[Stored items]
══════════

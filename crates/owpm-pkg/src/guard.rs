//! Lock consistency and the top-level lock operation.
//!
//! A manifest remembers the digest of the lock store it was last locked
//! against. While that digest matches the store on disk the project is up to
//! date and locking is skipped; any change to the requirements clears the
//! digest and forces the next lock to rebuild.

use crate::builder::{LockBuilder, LockConfig, LockError};
use crate::manifest::Manifest;
use crate::registry::{CachedRegistry, Registry};
use crate::resolve::{Resolver, VersionConflict};
use crate::store::{LockStore, STORE_EXT};
use sha2::{Digest, Sha256};
use std::fs::File;
use std::io::{self, Read};
use std::path::{Path, PathBuf};
use tracing::{debug, info};

const BUF_SIZE: usize = 64 * 1024;

/// Locations of a project's manifest and lock store.
#[derive(Debug, Clone, PartialEq, Eq)]
pub struct ProjectPaths {
    /// The `.owpm` manifest.
    pub manifest: PathBuf,
    /// The `.owpmlock` store.
    pub store: PathBuf,
}

impl ProjectPaths {
    /// Paths for a manifest, with the store next to it under the same stem.
    #[must_use]
    pub fn for_manifest(manifest: impl Into<PathBuf>) -> Self {
        let manifest = manifest.into();
        let store = manifest.with_extension(STORE_EXT);
        Self { manifest, store }
    }
}

/// What a lock call did.
#[derive(Debug, Clone, PartialEq, Eq)]
pub enum LockOutcome {
    /// The store already matched the manifest.
    Skipped,
    /// The store was rebuilt from scratch.
    Rebuilt {
        /// Rows written to the new store.
        entries: usize,
        /// Packages that resolved to more than one version.
        conflicts: Vec<VersionConflict>,
    },
}

/// SHA-256 of a store file's bytes, hex encoded.
pub fn digest_of(store_path: impl AsRef<Path>) -> io::Result<String> {
    let mut file = File::open(store_path)?;
    let mut hasher = Sha256::new();
    let mut buf = vec![0u8; BUF_SIZE];
    loop {
        let read = file.read(&mut buf)?;
        if read == 0 {
            break;
        }
        hasher.update(&buf[..read]);
    }
    Ok(hex::encode(hasher.finalize()))
}

/// Whether the store exists and matches the digest recorded in the manifest.
///
/// A store that cannot be read counts as out of date.
pub fn is_up_to_date(manifest: &Manifest, store_path: impl AsRef<Path>) -> bool {
    if manifest.is_unlocked() {
        return false;
    }
    match digest_of(store_path) {
        Ok(digest) => digest == manifest.store_digest(),
        Err(e) => {
            debug!(error = %e, "lock store unreadable, treating as stale");
            false
        }
    }
}

/// Record the current store digest in the manifest and save it.
pub fn stamp(manifest: &mut Manifest, paths: &ProjectPaths) -> Result<String, LockError> {
    let digest = digest_of(&paths.store)?;
    manifest.set_store_digest(digest.clone());
    manifest.save(&paths.manifest)?;
    Ok(digest)
}

/// Resolves and locks projects against one registry.
pub struct Locker<'r> {
    registry: &'r dyn Registry,
    config: LockConfig,
}

impl<'r> Locker<'r> {
    /// Create a locker with default configuration.
    #[must_use]
    pub fn new(registry: &'r dyn Registry) -> Self {
        Self::with_config(registry, LockConfig::default())
    }

    /// Create a locker with custom configuration.
    #[must_use]
    pub fn with_config(registry: &'r dyn Registry, config: LockConfig) -> Self {
        Self { registry, config }
    }

    /// Lock a project unless it is already up to date.
    ///
    /// With `force` the store is always rebuilt. On failure no store is left
    /// on disk and the manifest is not re-stamped.
    pub fn lock(
        &self,
        manifest: &mut Manifest,
        paths: &ProjectPaths,
        force: bool,
    ) -> Result<LockOutcome, LockError> {
        if !force && is_up_to_date(manifest, &paths.store) {
            info!(project = %manifest.name, "lock store is up to date");
            return Ok(LockOutcome::Skipped);
        }

        LockStore::delete(&paths.store)?;

        // One cache per run: resolution warms it and the builder reuses it.
        let registry = CachedRegistry::new(self.registry);
        let resolution = Resolver::new(&registry).resolve(manifest.requirements())?;
        let store = LockBuilder::new(&registry, self.config.clone())
            .build(&resolution.packages, &paths.store)?;

        let entries = store.select_all()?.len();
        store.close()?;
        stamp(manifest, paths)?;

        info!(project = %manifest.name, entries, "locked project");
        Ok(LockOutcome::Rebuilt {
            entries,
            conflicts: resolution.conflicts,
        })
    }
}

══════════

The required output is the entries from their opening line through the line holding "project is up to", repeated exactly, with both end lines kept.

filename crates/owpm-pkg/src/guard.rs
//! Lock consistency and the top-level lock operation.
//!
//! A manifest remembers the digest of the lock store it was last locked
//! against. While that digest matches the store on disk the project is up to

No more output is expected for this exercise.